> **Work order**
With nothing left out, repeat every entry exactly.

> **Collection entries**
####

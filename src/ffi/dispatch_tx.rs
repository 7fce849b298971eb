//! Transaction authorization dispatch handlers.
//!
//! The signing key is re-derived from the mnemonic for each call and
//! dropped before the call returns.

use super::dispatcher::{
    config_arg, core_err, err, json_parse, ok_json, optional_field, optional_str, optional_u64,
    require_str, to_json, DResult,
};
use crate::authorization::{Authorizer, Extrinsic};
use crate::crypto::{DerivedKey, KeyDerivationService, KeyPairInfo};
use crate::identity::{derive_did_key, KiltDidInfo, VerificationRelationship};
use crate::CoreConfig;

fn transaction_arg(value: &serde_json::Value) -> Result<Extrinsic, (i32, String)> {
    serde_json::from_value(value.clone()).map_err(|e| err(2, format!("Invalid transaction: {}", e)))
}

/// DID info and signing key holding `relationship`
fn signing_key(
    data: &serde_json::Value,
    config: &CoreConfig,
    relationship: VerificationRelationship,
) -> Result<(KiltDidInfo, KeyPairInfo), (i32, String)> {
    let mnemonic = require_str(data, "mnemonic")?;
    let password = optional_str(data, "password");

    let service = KeyDerivationService::from_config(config);
    let (info, key) = derive_did_key(&service, mnemonic, password, relationship).map_err(core_err)?;
    match key {
        DerivedKey::Full(pair) => Ok((info, pair)),
        DerivedKey::IdentityOnly(_) => Err(core_err(crate::Error::SigningFailed(
            "identity-only DID key cannot sign".into(),
        ))),
    }
}

pub fn tx_resolve_relationship(args: &str) -> DResult {
    let data = json_parse(args)?;
    let transaction = transaction_arg(&data["transaction"])?;
    let config = config_arg(&data)?;

    let relationship = Authorizer::from_config(&config)
        .resolve_relationship(&transaction)
        .map_err(core_err)?;
    ok_json(serde_json::json!({ "relationship": relationship }))
}

/// `relationship` picks the DID key to sign with; it defaults to the one the
/// transaction requires
pub fn tx_authorize(args: &str) -> DResult {
    let data = json_parse(args)?;
    let transaction = transaction_arg(&data["transaction"])?;
    let submitter = require_str(&data, "submitter")?;
    let nonce = optional_u64(&data, "nonce")?;
    let config = config_arg(&data)?;
    let authorizer = Authorizer::from_config(&config);

    let relationship = match optional_field(&data, "relationship")? {
        Some(relationship) => relationship,
        None => authorizer.resolve_relationship(&transaction).map_err(core_err)?,
    };
    let (did, key) = signing_key(&data, &config, relationship)?;

    let authorization = authorizer
        .authorize(&did, &transaction, nonce, submitter, &key)
        .map_err(core_err)?;
    to_json(&authorization)
}

/// Partial failures are reported in the result, not as an error, so the
/// caller keeps the authorizations computed before the failing item
pub fn tx_authorize_batch(args: &str) -> DResult {
    let data = json_parse(args)?;
    let transactions = data["transactions"]
        .as_array()
        .ok_or_else(|| err(2, "Missing transactions"))?
        .iter()
        .map(transaction_arg)
        .collect::<Result<Vec<_>, _>>()?;
    let submitter = require_str(&data, "submitter")?;
    let start_nonce = optional_u64(&data, "startNonce")?;
    let config = config_arg(&data)?;
    let authorizer = Authorizer::from_config(&config);

    let first = transactions
        .first()
        .ok_or_else(|| core_err(crate::Error::EmptyBatch))?;
    let relationship = match optional_field(&data, "relationship")? {
        Some(relationship) => relationship,
        None => authorizer.resolve_relationship(first).map_err(core_err)?,
    };
    let (did, key) = signing_key(&data, &config, relationship)?;

    match authorizer.authorize_batch(&did, &transactions, start_nonce, submitter, &key) {
        Ok(batch) => ok_json(serde_json::json!({
            "complete": true,
            "items": batch.items(),
        })),
        Err(batch_err) => ok_json(serde_json::json!({
            "complete": false,
            "items": batch_err.completed,
            "failedAt": batch_err.failed_at,
            "error": {
                "code": batch_err.error.code(),
                "message": batch_err.error.to_string(),
            },
        })),
    }
}

// ============================================================================
// TESTS
// ============================================================================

####

> **Answer to this problem**
filename src/ffi/dispatch_tx.rs
repository 7fce849b298971eb
//! Transaction authorization dispatch handlers.
//!
//! The signing key is re-derived from the mnemonic for each call and
//! dropped before the call returns.

use super::dispatcher::{
    config_arg, core_err, err, json_parse, ok_json, optional_field, optional_str, optional_u64,
    require_str, to_json, DResult,
};
use crate::authorization::{Authorizer, Extrinsic};
use crate::crypto::{DerivedKey, KeyDerivationService, KeyPairInfo};
use crate::identity::{derive_did_key, KiltDidInfo, VerificationRelationship};
use crate::CoreConfig;

fn transaction_arg(value: &serde_json::Value) -> Result<Extrinsic, (i32, String)> {
    serde_json::from_value(value.clone()).map_err(|e| err(2, format!("Invalid transaction: {}", e)))
}

/// DID info and signing key holding `relationship`
fn signing_key(
    data: &serde_json::Value,
    config: &CoreConfig,
    relationship: VerificationRelationship,
) -> Result<(KiltDidInfo, KeyPairInfo), (i32, String)> {
    let mnemonic = require_str(data, "mnemonic")?;
    let password = optional_str(data, "password");

    let service = KeyDerivationService::from_config(config);
    let (info, key) = derive_did_key(&service, mnemonic, password, relationship).map_err(core_err)?;
    match key {
        DerivedKey::Full(pair) => Ok((info, pair)),
        DerivedKey::IdentityOnly(_) => Err(core_err(crate::Error::SigningFailed(
            "identity-only DID key cannot sign".into(),
        ))),
    }
}

pub fn tx_resolve_relationship(args: &str) -> DResult {
    let data = json_parse(args)?;
    let transaction = transaction_arg(&data["transaction"])?;
    let config = config_arg(&data)?;

    let relationship = Authorizer::from_config(&config)
        .resolve_relationship(&transaction)
        .map_err(core_err)?;
    ok_json(serde_json::json!({ "relationship": relationship }))
}

/// `relationship` picks the DID key to sign with; it defaults to the one the
/// transaction requires
pub fn tx_authorize(args: &str) -> DResult {
    let data = json_parse(args)?;
    let transaction = transaction_arg(&data["transaction"])?;
    let submitter = require_str(&data, "submitter")?;
    let nonce = optional_u64(&data, "nonce")?;
    let config = config_arg(&data)?;
    let authorizer = Authorizer::from_config(&config);

    let relationship = match optional_field(&data, "relationship")? {
        Some(relationship) => relationship,
        None => authorizer.resolve_relationship(&transaction).map_err(core_err)?,
    };
    let (did, key) = signing_key(&data, &config, relationship)?;

    let authorization = authorizer
        .authorize(&did, &transaction, nonce, submitter, &key)
        .map_err(core_err)?;
    to_json(&authorization)
}

/// Partial failures are reported in the result, not as an error, so the
/// caller keeps the authorizations computed before the failing item
pub fn tx_authorize_batch(args: &str) -> DResult {
    let data = json_parse(args)?;
    let transactions = data["transactions"]
        .as_array()
        .ok_or_else(|| err(2, "Missing transactions"))?
        .iter()
        .map(transaction_arg)
        .collect::<Result<Vec<_>, _>>()?;
    let submitter = require_str(&data, "submitter")?;
    let start_nonce = optional_u64(&data, "startNonce")?;
    let config = config_arg(&data)?;
    let authorizer = Authorizer::from_config(&config);

    let first = transactions
        .first()
        .ok_or_else(|| core_err(crate::Error::EmptyBatch))?;
    let relationship = match optional_field(&data, "relationship")? {
        Some(relationship) => relationship,
        None => authorizer.resolve_relationship(first).map_err(core_err)?,
    };
    let (did, key) = signing_key(&data, &config, relationship)?;

    match authorizer.authorize_batch(&did, &transactions, start_nonce, submitter, &key) {
        Ok(batch) => ok_json(serde_json::json!({
            "complete": true,
            "items": batch.items(),
        })),
        Err(batch_err) => ok_json(serde_json::json!({
            "complete": false,
            "items": batch_err.completed,
            "failedAt": batch_err.failed_at,
            "error": {
                "code": batch_err.error.code(),
                "message": batch_err.error.to_string(),
            },
        })),
    }
}

// ============================================================================
// TESTS
// ============================================================================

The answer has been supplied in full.